On September 27, 2011, the trial court granted Wife’s counter-petition

for sanctions and denied several of the petitions that Husband had filed

subsequent to the July 19, 2011 order. The trial court ordered Husband to

pay Wife’s attorneys’ fees totaling $13,750.00, which it deducted from his

share of the proceeds from the sale of the marital residence. Additionally,

the trial court decreed that it would begin fining Husband $100.00 per day

for each day that he did not execute the forms necessary for Wife to transfer

the retirement account funds that she owed him pursuant to the May 9,

2011 equitable distribution order. The trial court further decreed that it

would begin fining Husband another $500.00 per day ($100.00 per item) for

each day he failed to return five enumerated pieces of property to Wife.

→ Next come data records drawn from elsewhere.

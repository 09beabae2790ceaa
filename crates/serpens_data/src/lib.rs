//! Plain data types shared by the serpens simulation crates.
//!
//! Behavior lives in `serpens_core`, which implements its logic traits over
//! these structures.

pub mod data;

pub use data::*;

On May 18, 2012, Wife filed a petition seeking the enforcement of the

September 27, 2011 order, which included a request for the trial court to

calculate Husband’s penalties for failing to comply with that order and to

reduce Husband’s share of the marital estate in accordance with those

penalties.1 Following this petition, Husband filed numerous additional

petitions, including a response and counter-petition to Wife’s May 18, 2012

1 Wife filed a duplicate petition on May 23, 2012.

-3- J-A25010-14

petition, that, inter alia, sought to prevent the enforcement of the May 9,

2011, July 19, 2011, and September 27, 2011 orders.

On April 5, 2013, the trial court issued an order granting Wife’s

petition and denying Husband’s petitions. The trial court awarded Wife

another $5,016.50 in attorneys’ fees. Based on the September 27, 2011

order, the trial court determined that Husband owed fines under that order

of $311,726.50. The trial court offset this amount by $180,710.58, which

represented Husband’s remaining share of the proceeds from the sale of the

marital residence and his share of Wife’s retirement account. The trial court

found Husband’s total remaining penalty to be $131,005.92.

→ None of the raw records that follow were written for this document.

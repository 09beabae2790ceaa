//! Cooperative shutdown shared by the simulation, input and reporting threads.

use std::sync::atomic::{AtomicBool, Ordering};
use std::sync::Arc;
use std::thread::{self, JoinHandle};

/// Manages graceful shutdown of the application.
///
/// Clones share one flag; any of them may request shutdown.
#[derive(Clone, Debug)]
pub struct ShutdownManager {
    shutdown_requested: Arc<AtomicBool>,
}

impl Default for ShutdownManager {
    fn default() -> Self {
        Self::new()
    }
}

impl ShutdownManager {
    /// Creates a new shutdown manager.
    pub fn new() -> Self {
        Self {
            shutdown_requested: Arc::new(AtomicBool::new(false)),
        }
    }

    /// Requests shutdown. Only the first request is logged.
    pub fn request_shutdown(&self) {
        if !self.shutdown_requested.swap(true, Ordering::SeqCst) {
            tracing::info!("Shutdown requested");
        }
    }

    /// Checks if shutdown has been requested.
    pub fn is_shutdown_requested(&self) -> bool {
        self.shutdown_requested.load(Ordering::SeqCst)
    }

    /// Turns Ctrl+C into a shutdown request.
    ///
    /// The signal is awaited on a detached thread driving a single-threaded
    /// runtime, so the process keeps its final report on interrupt.
    pub fn install_ctrl_c_handler(&self) -> std::io::Result<JoinHandle<()>> {
        let runtime = tokio::runtime::Builder::new_current_thread()
            .enable_all()
            .build()?;
        let shutdown = self.clone();
        thread::Builder::new()
            .name("signals".into())
            .spawn(move || {
                runtime.block_on(async {
                    if tokio::signal::ctrl_c().await.is_ok() {
                        tracing::info!("Ctrl+C received, initiating graceful shutdown...");
                        shutdown.request_shutdown();
                    }
                });
            })
    }
}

On April 29, 2013, Husband filed a notice appeal from the April 5,

2013 order. On May 2, 2013, the trial court ordered Husband to file a

concise statement of errors complained of on appeal pursuant to Rule

1925(b). On May 17, 2013, Husband filed a timely Rule 1925(b) statement.

This appeal is presently before our Court.

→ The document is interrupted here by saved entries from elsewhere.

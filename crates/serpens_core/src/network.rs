//! Fixed-topology feed-forward network with quantized byte weights.
//!
//! Stage `i` computes `output[i] = sigmoid(bias + Σ w[i][j]·prev[j])` where the
//! bias is the trailing weight column scaled by [`SIGNAL_MULTIPLIER`].

use crate::error::{Result, SimError};
use serpens_data::{NeuralNet, Stage};

/// Upper bound of every activation; also scales the bias column.
pub const SIGNAL_MULTIPLIER: f64 = 0.1;

/// Logistic squashing into `(0, SIGNAL_MULTIPLIER)`.
#[must_use]
pub fn sigmoid(x: f64) -> f64 {
    SIGNAL_MULTIPLIER / (1.0 + (-x / 2.0).exp())
}

/// Number of genome bytes needed to fill a network of the given shape.
///
/// Symmetric networks store half of each stage, rounded up.
#[must_use]
pub fn calc_number_of_coeffs(stage_sizes: &[usize], symmetrical: bool) -> usize {
    stage_sizes
        .windows(2)
        .map(|w| {
            let count = w[1] * (w[0] + 1);
            if symmetrical {
                (count + 1) / 2
            } else {
                count
            }
        })
        .sum()
}

/// Forward pass of a single stage.
pub trait StageLogic {
    fn calc(&mut self, prev: &[f64]);
}

impl StageLogic for Stage {
    fn calc(&mut self, prev: &[f64]) {
        let bias_col = self.cols - 1;
        for i in 0..self.rows {
            let row = &self.coeffs[i * self.cols..(i + 1) * self.cols];
            let sum: f64 = row[..bias_col]
                .iter()
                .zip(prev)
                .map(|(&w, &p)| f64::from(w) * p)
                .sum::<f64>()
                + f64::from(row[bias_col]) * SIGNAL_MULTIPLIER;
            self.output[i] = sigmoid(sum);
        }
    }
}

/// Construction, weight loading and inference for [`NeuralNet`].
pub trait NetworkLogic {
    /// Builds a zero-weight network; stage 0 is the input buffer.
    fn with_stages(stage_sizes: &[usize]) -> Self;

    /// Fills every weight row-major from `coeffs`.
    ///
    /// Extra trailing bytes are ignored. A short buffer fails with
    /// [`SimError::CoeffLength`] before any weight is written.
    fn load_coeffs(&mut self, coeffs: &[i8]) -> Result<()>;

    /// Fills the upper half of each stage and mirrors every value into the
    /// point-symmetric cell.
    ///
    /// An odd-sized stage aborts with [`SimError::AsymmetricStage`], leaving
    /// the stages before it reloaded and the rest untouched.
    fn load_coeffs_symmetrical(&mut self, coeffs: &[i8]) -> Result<()>;

    /// Runs a forward pass and returns the last stage's activations.
    fn calc(&mut self, input: &[f64]) -> &[f64];

    fn coeff_count(&self, symmetrical: bool) -> usize;
}

impl NetworkLogic for NeuralNet {
    fn with_stages(stage_sizes: &[usize]) -> Self {
        let mut stages = Vec::with_capacity(stage_sizes.len());
        let mut prev: Option<usize> = None;
        for &size in stage_sizes {
            stages.push(match prev {
                None => Stage::input(size),
                Some(prev_size) => Stage::hidden(size, prev_size),
            });
            prev = Some(size);
        }
        Self { stages }
    }

    fn load_coeffs(&mut self, coeffs: &[i8]) -> Result<()> {
        let expected = self.coeff_count(false);
        if coeffs.len() < expected {
            return Err(SimError::CoeffLength {
                expected,
                actual: coeffs.len(),
            });
        }
        let mut idx = 0;
        for stage in self.stages.iter_mut().skip(1) {
            let n = stage.coeffs.len();
            stage.coeffs.copy_from_slice(&coeffs[idx..idx + n]);
            idx += n;
        }
        Ok(())
    }

    fn load_coeffs_symmetrical(&mut self, coeffs: &[i8]) -> Result<()> {
        let expected = self.coeff_count(true);
        if coeffs.len() < expected {
            return Err(SimError::CoeffLength {
                expected,
                actual: coeffs.len(),
            });
        }
        let mut idx = 0;
        for (s, stage) in self.stages.iter_mut().enumerate().skip(1) {
            if stage.rows % 2 == 1 {
                tracing::error!(stage = s, size = stage.rows, "Symmetric load on odd stage");
                return Err(SimError::AsymmetricStage {
                    stage: s,
                    size: stage.rows,
                });
            }
            let (rows, cols) = (stage.rows, stage.cols);
            for i in 0..rows / 2 {
                for j in 0..cols {
                    let c = coeffs[idx];
                    stage.set_coeff(i, j, c);
                    stage.set_coeff(rows - 1 - i, cols - 1 - j, c);
                    idx += 1;
                }
            }
        }
        Ok(())
    }

    fn calc(&mut self, input: &[f64]) -> &[f64] {
        let Some((first, rest)) = self.stages.split_first_mut() else {
            return &[];
        };
        for (o, &i) in first.output.iter_mut().zip(input) {
            *o = i;
        }
        let mut prev = &first.output;
        for stage in rest.iter_mut() {
            stage.calc(prev);
            prev = &stage.output;
        }
        prev
    }

    fn coeff_count(&self, symmetrical: bool) -> usize {
        calc_number_of_coeffs(&self.stage_sizes(), symmetrical)
    }
}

We begin by pointing out that Husband’s brief is mostly

incomprehensible. Had it not been for the trial court’s Rule 1925(a) opinion,

it would have been impossible to discern what issues Husband is raising on

appeal. Additionally, Husband’s brief fails to comply with several of the

briefing requirements of the Pennsylvania Rules of Appellate Procedure,

including, inter alia, the following violations. Husband’s brief is wholly

missing the following required sections in his brief: Statement of

-4- J-A25010-14

Jurisdiction, Pa.R.A.P. 2114; Order or Other Determination in Question,

Pa.R.A.P. 2115; Statement of Questions Involved, Pa.R.A.P. 2116;

Statement of the Case, Pa.R.A.P. 2117; and Summary of the Argument,

Pa.R.A.P. 2118. See Husband’s Brief at 3-23. Likewise, Husband has failed

to append to his brief the trial court’s Rule 1925(a) opinion and his Rule

1925(b) statement. See Pa.R.A.P. 2111(b), (d). Furthermore, the

argument section of Husband’s brief violates several subsections of Rule

2119. See Pa.R.A.P. 2119, Husband’s Brief at 3-23. For example, the

argument section of Husband’s brief violates subsection (a) of Rule 2119

because he did not divide it into as many parts as there are questions

argued. See Pa.R.A.P. 2119(a), Husband’s Brief at 3-23. Based on the

incomprehensible nature of Husband’s brief and the several briefing

infractions that he has committed, we would be well within our authority to

quash or dismiss this appeal. See Pa.R.A.P. 2101; see also Booher v.

Olczak, 797 A.2d 342, 344 (Pa. Super. 2002) (“This Court may quash an

appeal pursuant to Rule of Appellate Procedure 2101 if defects in the brief or

reproduced record are substantial.”).